TASK OBJECTIVE: Go through the data and report each line that holds the string "TopBottomPanel".

GIVEN DATA:
┄┄┄┄┄┄┄┄┄┄

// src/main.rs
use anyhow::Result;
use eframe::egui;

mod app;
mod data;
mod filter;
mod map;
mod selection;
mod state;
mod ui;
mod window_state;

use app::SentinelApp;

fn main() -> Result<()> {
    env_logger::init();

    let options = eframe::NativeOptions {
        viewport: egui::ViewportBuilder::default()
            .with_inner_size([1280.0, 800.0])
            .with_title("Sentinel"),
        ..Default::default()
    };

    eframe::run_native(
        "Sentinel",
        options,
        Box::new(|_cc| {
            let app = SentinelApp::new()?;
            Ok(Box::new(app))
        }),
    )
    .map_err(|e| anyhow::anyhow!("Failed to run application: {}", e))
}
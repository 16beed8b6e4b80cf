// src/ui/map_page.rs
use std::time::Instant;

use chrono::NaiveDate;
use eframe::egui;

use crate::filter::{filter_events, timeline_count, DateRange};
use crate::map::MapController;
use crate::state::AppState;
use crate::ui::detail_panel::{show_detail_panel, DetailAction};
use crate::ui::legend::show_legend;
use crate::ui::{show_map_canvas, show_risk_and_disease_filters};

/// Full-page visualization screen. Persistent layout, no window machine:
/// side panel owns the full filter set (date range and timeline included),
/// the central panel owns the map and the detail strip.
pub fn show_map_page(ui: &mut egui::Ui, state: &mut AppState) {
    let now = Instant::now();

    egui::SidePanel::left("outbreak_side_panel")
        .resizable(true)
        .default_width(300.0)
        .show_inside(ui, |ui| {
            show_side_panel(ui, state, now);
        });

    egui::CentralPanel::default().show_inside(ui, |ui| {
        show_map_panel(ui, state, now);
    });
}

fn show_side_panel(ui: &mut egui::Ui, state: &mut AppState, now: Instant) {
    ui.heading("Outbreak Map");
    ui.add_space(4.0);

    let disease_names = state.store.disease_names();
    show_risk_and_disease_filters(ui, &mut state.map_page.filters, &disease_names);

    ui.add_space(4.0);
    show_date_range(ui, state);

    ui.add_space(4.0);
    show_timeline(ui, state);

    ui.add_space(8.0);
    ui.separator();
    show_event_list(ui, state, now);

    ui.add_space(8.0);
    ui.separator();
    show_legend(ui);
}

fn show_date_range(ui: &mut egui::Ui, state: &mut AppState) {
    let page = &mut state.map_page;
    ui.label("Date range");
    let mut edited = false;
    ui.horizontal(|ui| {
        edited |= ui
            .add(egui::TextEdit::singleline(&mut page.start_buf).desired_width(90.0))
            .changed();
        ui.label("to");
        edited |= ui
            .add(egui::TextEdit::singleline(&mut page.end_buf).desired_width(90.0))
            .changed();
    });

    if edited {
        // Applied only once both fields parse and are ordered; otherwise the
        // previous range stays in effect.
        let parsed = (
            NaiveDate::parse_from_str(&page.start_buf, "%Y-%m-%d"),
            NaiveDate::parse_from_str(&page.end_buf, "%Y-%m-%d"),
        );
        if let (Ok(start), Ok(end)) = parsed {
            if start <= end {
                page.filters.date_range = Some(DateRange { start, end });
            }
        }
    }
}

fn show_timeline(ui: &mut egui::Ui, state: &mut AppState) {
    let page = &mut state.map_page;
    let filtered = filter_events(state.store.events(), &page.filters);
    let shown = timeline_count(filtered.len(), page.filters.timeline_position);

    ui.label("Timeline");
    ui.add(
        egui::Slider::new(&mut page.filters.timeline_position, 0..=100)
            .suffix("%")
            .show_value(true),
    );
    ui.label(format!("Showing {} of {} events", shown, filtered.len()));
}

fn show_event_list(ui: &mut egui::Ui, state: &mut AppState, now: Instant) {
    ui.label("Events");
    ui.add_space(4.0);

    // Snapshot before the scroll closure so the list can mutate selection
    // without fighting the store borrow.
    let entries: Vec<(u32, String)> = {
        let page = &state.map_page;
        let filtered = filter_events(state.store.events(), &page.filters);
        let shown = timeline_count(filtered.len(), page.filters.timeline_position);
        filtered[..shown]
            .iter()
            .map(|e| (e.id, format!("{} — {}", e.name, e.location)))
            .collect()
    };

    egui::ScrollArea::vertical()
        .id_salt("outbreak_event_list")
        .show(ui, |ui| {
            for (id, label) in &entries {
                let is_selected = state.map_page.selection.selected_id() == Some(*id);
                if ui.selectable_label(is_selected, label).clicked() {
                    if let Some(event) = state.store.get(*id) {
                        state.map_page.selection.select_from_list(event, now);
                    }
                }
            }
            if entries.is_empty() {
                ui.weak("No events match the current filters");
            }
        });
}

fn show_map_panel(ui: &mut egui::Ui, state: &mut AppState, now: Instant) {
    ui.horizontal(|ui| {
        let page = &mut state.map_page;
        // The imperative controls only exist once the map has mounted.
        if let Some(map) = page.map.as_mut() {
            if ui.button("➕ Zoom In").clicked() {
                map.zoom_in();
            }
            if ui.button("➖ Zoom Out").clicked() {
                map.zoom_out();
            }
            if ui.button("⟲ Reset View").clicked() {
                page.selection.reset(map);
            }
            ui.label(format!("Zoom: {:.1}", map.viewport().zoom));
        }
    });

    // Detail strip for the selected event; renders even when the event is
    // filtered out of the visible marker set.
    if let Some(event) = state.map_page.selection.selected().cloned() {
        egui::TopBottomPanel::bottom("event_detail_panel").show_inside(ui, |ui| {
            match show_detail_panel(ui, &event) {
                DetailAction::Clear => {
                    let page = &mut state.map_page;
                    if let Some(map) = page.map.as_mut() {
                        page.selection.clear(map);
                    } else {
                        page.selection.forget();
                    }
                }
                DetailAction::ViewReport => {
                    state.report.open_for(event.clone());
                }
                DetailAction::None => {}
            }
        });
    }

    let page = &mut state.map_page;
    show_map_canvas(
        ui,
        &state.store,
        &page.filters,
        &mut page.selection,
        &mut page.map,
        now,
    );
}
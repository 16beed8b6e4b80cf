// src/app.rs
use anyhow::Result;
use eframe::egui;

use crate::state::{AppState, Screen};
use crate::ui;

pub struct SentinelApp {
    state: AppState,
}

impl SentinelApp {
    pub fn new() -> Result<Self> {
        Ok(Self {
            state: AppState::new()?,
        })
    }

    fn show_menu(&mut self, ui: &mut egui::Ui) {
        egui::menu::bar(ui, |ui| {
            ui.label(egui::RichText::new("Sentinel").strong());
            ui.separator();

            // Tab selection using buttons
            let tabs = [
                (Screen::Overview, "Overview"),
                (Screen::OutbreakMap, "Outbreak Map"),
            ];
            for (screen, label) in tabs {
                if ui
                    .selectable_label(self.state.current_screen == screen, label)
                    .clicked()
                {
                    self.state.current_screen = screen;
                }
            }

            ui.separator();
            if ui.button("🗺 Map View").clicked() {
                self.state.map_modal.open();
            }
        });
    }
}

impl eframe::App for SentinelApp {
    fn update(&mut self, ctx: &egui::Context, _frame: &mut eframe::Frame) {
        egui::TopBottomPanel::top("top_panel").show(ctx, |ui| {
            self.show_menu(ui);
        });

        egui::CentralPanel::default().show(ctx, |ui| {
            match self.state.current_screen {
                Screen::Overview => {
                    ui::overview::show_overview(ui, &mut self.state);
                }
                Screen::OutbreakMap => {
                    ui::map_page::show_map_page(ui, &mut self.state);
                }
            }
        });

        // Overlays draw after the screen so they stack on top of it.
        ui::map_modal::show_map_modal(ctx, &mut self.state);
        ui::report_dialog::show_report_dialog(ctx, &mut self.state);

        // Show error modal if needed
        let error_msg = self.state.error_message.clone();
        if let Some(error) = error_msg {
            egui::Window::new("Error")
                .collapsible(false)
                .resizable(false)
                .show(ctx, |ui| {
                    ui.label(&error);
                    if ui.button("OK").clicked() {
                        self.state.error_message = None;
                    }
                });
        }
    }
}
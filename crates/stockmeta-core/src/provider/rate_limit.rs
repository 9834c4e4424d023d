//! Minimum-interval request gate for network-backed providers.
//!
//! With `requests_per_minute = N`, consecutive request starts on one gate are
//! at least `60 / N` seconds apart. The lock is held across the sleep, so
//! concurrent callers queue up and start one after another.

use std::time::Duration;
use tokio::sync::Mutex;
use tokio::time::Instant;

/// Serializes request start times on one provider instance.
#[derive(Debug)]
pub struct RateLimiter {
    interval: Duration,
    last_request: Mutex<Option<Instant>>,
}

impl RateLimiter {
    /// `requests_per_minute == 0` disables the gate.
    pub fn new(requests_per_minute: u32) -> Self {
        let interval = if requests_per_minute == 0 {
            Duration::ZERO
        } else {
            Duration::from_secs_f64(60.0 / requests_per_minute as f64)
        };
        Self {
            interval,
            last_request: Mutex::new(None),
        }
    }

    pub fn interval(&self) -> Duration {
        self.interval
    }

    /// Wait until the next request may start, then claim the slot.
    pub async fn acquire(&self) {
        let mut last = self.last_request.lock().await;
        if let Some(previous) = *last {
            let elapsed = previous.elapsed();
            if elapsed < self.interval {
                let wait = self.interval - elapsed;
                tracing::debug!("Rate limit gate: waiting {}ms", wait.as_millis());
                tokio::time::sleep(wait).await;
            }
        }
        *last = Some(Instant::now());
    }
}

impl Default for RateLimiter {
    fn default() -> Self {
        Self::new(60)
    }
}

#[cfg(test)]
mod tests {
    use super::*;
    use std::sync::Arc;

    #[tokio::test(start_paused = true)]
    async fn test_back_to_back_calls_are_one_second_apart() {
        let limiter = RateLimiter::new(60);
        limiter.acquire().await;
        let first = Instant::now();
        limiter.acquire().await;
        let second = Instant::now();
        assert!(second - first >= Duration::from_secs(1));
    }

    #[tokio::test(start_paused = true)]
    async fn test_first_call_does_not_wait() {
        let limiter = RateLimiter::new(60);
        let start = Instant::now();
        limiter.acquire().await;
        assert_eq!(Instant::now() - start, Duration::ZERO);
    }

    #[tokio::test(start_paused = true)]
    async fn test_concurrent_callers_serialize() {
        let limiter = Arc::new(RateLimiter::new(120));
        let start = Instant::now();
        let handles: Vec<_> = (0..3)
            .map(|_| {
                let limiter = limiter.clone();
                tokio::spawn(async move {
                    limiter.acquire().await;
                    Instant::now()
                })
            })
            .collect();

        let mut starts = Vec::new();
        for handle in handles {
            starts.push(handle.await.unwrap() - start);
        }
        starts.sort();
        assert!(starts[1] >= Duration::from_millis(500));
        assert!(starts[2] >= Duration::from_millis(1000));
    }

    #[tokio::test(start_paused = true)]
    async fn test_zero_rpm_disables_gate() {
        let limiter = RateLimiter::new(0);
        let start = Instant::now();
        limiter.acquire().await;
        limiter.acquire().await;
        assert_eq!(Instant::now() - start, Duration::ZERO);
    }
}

┄┄┄┄┄┄┄┄┄┄

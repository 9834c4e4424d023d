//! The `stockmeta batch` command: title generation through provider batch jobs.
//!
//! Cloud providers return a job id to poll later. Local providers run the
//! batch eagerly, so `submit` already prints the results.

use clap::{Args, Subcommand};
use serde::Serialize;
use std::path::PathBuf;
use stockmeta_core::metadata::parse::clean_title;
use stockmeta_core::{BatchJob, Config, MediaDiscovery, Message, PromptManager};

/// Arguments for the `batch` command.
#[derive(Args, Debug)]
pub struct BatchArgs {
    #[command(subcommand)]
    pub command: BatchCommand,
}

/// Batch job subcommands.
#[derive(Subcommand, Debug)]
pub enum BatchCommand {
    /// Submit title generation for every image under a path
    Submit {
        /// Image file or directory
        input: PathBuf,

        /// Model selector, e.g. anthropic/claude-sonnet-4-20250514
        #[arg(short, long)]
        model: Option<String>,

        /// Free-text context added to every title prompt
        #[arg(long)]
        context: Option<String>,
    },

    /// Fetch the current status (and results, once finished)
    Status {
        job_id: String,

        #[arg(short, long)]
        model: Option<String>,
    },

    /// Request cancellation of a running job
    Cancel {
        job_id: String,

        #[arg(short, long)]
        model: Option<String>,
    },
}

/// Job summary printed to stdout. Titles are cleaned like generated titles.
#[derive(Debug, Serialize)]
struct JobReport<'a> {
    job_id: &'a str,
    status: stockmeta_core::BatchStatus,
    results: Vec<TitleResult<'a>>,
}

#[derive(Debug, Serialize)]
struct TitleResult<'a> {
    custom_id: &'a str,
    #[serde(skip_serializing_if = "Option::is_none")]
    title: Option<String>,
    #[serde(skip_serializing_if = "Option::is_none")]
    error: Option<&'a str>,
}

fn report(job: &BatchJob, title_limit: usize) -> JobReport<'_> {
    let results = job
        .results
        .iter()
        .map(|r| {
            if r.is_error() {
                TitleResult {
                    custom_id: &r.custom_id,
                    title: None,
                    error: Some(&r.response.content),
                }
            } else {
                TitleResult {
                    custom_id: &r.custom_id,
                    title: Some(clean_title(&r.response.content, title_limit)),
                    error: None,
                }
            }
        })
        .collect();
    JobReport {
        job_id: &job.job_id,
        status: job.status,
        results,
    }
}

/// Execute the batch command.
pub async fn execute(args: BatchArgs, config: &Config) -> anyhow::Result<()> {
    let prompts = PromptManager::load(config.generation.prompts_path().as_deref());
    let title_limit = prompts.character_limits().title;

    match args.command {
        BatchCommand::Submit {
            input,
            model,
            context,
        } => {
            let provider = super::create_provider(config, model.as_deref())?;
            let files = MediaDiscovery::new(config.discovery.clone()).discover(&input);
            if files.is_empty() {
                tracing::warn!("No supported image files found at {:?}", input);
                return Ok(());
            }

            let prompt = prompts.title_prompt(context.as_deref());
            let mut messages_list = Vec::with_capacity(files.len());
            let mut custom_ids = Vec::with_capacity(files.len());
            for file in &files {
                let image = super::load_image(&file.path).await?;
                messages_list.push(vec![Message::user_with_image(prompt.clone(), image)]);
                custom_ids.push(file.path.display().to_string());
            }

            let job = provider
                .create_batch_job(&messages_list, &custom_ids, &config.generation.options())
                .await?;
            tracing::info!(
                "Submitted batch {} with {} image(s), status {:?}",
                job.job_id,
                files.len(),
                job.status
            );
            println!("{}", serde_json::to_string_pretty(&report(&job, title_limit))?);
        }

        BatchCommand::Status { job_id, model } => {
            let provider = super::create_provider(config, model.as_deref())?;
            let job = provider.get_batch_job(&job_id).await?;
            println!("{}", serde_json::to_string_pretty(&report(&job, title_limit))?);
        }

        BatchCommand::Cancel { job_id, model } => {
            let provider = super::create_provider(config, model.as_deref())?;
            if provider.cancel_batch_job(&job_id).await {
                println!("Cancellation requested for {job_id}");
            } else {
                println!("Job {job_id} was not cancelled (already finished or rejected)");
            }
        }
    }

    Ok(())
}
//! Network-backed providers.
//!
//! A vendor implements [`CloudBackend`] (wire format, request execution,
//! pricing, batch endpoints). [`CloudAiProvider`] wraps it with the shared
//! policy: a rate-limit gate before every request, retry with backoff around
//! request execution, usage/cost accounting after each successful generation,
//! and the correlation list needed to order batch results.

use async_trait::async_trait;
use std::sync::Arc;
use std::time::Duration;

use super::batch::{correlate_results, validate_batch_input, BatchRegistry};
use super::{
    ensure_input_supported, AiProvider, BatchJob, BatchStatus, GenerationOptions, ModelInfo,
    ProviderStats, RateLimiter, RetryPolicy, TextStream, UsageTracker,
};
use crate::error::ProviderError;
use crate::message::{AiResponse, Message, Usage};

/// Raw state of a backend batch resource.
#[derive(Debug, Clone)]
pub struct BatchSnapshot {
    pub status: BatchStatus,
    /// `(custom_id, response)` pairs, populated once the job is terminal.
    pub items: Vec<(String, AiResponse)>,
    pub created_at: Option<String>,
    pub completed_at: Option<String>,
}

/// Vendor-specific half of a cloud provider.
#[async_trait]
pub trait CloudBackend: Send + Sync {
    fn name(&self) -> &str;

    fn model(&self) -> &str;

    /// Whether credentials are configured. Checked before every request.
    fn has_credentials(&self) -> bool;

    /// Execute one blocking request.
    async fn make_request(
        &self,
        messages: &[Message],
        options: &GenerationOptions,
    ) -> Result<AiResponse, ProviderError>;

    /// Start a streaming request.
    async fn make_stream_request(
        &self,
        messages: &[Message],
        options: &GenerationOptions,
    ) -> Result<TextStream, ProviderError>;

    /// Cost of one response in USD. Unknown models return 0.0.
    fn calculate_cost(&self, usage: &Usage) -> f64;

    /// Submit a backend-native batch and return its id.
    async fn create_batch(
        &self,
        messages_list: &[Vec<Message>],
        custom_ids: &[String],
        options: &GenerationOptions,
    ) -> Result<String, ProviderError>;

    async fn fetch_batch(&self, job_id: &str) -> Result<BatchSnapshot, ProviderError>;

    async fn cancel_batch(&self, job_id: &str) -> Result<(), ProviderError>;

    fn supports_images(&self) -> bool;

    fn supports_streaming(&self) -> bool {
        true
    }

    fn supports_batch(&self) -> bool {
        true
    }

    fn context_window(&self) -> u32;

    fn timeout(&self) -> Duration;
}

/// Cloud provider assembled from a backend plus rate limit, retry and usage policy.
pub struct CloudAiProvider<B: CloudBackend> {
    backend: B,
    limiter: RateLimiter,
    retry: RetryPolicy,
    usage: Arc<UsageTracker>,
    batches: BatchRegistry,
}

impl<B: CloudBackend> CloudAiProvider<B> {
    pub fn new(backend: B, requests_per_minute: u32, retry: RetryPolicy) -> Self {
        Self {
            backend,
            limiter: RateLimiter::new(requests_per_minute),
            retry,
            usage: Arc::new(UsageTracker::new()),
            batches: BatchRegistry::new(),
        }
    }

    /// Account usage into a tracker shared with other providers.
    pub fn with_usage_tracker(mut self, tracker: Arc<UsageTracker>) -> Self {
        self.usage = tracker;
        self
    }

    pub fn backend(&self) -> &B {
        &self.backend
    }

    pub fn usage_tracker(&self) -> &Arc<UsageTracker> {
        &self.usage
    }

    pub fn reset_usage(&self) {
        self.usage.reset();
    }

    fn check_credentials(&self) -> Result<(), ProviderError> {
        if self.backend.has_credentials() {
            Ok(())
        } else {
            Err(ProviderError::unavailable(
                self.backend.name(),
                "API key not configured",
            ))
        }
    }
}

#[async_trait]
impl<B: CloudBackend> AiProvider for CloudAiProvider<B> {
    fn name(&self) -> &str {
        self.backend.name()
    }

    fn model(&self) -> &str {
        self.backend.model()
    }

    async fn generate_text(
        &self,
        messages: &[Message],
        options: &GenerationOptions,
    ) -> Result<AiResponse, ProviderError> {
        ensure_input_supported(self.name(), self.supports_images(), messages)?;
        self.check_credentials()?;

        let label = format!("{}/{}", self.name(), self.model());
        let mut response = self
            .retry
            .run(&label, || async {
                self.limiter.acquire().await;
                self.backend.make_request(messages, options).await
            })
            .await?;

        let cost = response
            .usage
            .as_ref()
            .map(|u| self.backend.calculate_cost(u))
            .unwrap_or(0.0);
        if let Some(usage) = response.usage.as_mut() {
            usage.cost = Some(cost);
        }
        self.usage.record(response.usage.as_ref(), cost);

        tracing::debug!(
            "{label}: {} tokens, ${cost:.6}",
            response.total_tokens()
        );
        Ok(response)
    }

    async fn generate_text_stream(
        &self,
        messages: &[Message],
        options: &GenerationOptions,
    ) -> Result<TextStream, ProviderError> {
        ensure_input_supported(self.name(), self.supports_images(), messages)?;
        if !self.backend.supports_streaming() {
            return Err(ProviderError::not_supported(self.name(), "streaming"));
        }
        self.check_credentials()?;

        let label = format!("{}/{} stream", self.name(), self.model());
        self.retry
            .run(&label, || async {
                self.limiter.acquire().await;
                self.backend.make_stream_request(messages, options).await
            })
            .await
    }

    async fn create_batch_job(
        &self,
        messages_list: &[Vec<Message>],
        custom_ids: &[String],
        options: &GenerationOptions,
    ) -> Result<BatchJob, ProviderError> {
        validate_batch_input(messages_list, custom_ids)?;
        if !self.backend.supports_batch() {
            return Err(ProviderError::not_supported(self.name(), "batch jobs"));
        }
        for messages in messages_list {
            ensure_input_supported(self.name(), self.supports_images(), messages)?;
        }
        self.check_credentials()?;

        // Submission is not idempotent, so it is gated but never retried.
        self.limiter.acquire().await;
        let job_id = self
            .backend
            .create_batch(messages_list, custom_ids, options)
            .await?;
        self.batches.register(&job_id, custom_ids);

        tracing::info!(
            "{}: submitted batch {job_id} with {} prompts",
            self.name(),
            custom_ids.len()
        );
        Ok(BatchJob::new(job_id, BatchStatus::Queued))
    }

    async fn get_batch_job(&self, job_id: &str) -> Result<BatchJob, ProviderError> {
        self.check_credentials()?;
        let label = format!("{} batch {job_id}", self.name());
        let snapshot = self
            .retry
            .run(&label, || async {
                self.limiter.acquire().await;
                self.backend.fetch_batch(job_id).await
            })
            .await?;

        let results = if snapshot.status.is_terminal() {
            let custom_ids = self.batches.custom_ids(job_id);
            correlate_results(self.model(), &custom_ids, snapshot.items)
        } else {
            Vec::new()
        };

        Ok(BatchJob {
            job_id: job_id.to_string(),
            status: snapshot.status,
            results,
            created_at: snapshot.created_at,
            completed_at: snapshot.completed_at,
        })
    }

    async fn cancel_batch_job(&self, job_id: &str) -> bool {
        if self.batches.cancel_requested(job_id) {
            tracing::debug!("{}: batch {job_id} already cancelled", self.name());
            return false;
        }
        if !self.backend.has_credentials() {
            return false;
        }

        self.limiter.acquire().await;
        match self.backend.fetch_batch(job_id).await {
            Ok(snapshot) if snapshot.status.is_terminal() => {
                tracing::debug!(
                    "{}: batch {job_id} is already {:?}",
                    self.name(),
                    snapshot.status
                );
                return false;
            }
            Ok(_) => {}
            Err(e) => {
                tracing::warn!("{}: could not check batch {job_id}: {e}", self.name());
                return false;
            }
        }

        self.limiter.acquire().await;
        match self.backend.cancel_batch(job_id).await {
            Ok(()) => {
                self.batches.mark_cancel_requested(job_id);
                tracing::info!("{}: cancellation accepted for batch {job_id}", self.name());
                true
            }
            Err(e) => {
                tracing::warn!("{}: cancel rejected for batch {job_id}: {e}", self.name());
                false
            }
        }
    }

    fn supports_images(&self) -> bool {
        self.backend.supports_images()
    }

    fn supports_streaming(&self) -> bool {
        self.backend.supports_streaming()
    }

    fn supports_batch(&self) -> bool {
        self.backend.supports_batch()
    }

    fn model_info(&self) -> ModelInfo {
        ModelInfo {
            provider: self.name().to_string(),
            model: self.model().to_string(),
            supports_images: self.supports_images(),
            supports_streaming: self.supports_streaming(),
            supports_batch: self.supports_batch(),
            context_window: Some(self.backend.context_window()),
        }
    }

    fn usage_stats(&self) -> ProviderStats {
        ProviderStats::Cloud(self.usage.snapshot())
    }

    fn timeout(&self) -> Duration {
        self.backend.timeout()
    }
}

┄┄┄┄┄┄┄┄┄┄

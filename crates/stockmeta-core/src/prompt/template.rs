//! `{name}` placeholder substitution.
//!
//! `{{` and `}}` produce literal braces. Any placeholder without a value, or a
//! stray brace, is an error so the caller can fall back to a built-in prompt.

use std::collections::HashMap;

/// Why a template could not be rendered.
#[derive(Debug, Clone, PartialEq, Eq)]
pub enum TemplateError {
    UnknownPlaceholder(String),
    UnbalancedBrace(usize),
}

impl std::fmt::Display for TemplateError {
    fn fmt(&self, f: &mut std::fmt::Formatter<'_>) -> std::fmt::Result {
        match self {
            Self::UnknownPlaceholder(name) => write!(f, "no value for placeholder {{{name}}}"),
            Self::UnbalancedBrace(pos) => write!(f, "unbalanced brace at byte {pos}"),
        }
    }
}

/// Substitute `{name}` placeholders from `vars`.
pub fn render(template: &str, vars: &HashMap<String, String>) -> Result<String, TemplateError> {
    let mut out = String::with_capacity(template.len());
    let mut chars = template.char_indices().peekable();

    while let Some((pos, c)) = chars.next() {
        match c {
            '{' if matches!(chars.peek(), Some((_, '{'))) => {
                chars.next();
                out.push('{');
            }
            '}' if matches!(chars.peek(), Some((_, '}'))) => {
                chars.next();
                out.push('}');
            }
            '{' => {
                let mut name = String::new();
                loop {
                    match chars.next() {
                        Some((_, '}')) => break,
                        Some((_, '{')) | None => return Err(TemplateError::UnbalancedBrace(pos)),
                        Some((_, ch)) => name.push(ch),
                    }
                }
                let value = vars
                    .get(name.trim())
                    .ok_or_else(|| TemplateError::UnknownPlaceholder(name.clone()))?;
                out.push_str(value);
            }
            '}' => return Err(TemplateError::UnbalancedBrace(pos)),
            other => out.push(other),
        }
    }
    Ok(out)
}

┄┄┄┄┄┄┄┄┄┄

EXERCISE OUTPUT:
        egui::TopBottomPanel::bottom("event_detail_panel").show_inside(ui, |ui| {
        egui::TopBottomPanel::top("top_panel").show(ctx, |ui| {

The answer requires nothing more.